◆ **Goal of the exercise**: Give only the number of lines in the data that include the string "CommandSpec".

◆ **Supplied records**:
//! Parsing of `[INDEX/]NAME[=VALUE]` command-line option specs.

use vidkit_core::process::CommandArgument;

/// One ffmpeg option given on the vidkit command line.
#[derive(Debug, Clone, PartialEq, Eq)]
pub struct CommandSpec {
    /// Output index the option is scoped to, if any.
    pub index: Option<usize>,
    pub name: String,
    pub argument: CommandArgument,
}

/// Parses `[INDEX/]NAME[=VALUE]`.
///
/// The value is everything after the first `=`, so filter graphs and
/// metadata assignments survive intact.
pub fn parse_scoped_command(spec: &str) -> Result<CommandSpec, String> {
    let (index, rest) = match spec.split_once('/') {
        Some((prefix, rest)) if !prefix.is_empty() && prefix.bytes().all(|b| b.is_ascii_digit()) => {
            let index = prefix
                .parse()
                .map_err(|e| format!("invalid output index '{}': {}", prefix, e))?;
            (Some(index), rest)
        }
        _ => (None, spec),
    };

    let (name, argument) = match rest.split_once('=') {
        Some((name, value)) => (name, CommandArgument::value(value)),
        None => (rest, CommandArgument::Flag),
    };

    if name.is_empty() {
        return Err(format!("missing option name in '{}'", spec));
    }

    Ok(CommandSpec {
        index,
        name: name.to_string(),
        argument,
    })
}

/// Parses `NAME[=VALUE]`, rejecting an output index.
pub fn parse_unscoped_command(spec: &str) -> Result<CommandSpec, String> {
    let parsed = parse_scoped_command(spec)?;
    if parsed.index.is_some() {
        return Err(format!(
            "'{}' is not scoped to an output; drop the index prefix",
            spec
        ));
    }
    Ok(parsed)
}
* * *
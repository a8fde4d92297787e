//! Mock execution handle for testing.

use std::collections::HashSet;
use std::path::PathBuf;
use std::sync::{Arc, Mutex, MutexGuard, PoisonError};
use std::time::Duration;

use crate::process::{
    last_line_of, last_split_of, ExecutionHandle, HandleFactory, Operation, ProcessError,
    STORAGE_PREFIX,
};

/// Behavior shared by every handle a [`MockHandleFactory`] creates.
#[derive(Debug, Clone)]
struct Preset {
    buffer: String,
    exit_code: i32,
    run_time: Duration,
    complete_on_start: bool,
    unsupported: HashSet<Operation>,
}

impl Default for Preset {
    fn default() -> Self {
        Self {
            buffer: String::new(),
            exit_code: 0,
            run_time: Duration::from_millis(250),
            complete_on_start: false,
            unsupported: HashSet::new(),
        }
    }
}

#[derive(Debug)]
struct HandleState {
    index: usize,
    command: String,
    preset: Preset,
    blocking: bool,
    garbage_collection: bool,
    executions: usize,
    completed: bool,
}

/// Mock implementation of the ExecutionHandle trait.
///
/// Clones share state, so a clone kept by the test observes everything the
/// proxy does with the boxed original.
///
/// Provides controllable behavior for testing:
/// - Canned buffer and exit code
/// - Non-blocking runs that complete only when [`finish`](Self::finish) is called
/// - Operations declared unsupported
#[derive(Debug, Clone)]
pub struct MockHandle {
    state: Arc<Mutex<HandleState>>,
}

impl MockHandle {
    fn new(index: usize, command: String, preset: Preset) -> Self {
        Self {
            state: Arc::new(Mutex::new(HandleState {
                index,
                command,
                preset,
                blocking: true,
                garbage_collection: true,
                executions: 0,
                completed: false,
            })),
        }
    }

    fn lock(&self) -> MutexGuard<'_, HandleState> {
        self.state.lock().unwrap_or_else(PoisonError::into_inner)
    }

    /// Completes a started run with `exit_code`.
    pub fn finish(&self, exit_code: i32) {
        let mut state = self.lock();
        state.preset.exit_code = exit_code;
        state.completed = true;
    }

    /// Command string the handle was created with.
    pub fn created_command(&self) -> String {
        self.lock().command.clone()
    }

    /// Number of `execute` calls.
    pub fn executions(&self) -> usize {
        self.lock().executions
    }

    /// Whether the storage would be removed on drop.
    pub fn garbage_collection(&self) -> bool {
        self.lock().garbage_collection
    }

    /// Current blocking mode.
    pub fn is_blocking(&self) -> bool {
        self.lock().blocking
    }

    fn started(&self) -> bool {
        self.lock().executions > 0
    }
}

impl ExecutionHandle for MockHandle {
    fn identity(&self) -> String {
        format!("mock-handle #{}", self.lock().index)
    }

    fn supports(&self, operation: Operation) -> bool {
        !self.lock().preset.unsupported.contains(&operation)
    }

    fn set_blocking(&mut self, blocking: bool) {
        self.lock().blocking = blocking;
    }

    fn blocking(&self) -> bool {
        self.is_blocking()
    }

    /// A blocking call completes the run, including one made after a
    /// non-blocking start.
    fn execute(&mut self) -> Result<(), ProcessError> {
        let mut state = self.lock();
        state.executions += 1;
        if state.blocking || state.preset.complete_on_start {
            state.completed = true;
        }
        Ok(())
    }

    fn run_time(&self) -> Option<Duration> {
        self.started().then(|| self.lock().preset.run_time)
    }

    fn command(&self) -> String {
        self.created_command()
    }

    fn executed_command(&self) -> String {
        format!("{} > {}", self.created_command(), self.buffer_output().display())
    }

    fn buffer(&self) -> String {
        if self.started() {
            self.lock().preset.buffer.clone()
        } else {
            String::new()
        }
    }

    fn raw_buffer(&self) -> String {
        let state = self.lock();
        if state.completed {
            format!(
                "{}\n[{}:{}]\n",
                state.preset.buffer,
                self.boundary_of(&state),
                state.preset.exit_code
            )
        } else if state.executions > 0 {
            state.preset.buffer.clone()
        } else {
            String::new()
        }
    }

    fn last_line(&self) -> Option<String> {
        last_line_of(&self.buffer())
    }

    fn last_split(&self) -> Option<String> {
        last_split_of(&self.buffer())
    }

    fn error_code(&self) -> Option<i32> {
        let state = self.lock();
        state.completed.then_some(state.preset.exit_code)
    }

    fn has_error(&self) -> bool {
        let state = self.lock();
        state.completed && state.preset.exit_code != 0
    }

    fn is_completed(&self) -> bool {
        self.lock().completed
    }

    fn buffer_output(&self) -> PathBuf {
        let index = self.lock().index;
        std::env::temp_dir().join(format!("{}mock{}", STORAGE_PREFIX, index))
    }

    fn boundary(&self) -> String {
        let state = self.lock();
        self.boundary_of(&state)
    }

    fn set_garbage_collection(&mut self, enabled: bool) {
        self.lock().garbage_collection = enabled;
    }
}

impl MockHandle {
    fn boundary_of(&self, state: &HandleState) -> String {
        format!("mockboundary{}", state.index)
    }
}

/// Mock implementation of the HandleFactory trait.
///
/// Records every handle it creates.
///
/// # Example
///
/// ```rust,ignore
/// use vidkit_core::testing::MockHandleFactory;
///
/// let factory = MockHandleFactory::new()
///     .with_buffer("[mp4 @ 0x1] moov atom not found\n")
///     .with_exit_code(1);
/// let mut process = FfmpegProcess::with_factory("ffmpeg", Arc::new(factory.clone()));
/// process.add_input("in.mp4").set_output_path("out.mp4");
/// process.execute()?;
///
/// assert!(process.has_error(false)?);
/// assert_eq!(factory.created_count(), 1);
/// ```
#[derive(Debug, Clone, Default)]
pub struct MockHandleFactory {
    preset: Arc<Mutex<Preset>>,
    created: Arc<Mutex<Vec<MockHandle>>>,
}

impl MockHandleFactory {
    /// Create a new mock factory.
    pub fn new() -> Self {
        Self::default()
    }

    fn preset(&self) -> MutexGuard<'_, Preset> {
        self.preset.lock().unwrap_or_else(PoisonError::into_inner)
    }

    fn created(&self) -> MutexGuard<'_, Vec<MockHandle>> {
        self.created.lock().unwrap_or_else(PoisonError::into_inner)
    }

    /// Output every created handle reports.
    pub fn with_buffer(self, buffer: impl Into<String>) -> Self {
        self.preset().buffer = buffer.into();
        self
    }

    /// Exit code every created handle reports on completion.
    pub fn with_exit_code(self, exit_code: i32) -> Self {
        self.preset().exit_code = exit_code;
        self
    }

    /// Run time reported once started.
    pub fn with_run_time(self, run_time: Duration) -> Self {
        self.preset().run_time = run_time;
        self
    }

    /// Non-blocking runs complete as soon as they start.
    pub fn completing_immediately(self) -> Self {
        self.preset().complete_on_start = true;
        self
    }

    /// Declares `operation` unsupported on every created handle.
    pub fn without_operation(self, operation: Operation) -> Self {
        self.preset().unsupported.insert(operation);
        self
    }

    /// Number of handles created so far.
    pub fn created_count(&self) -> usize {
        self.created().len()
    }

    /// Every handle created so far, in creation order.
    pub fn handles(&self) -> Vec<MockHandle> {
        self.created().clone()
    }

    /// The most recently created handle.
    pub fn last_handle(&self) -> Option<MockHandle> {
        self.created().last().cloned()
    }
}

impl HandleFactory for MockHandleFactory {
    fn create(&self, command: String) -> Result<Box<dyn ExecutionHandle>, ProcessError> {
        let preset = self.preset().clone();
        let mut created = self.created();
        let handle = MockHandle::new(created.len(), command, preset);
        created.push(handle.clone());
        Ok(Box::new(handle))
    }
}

◆ **Expected answer**: 4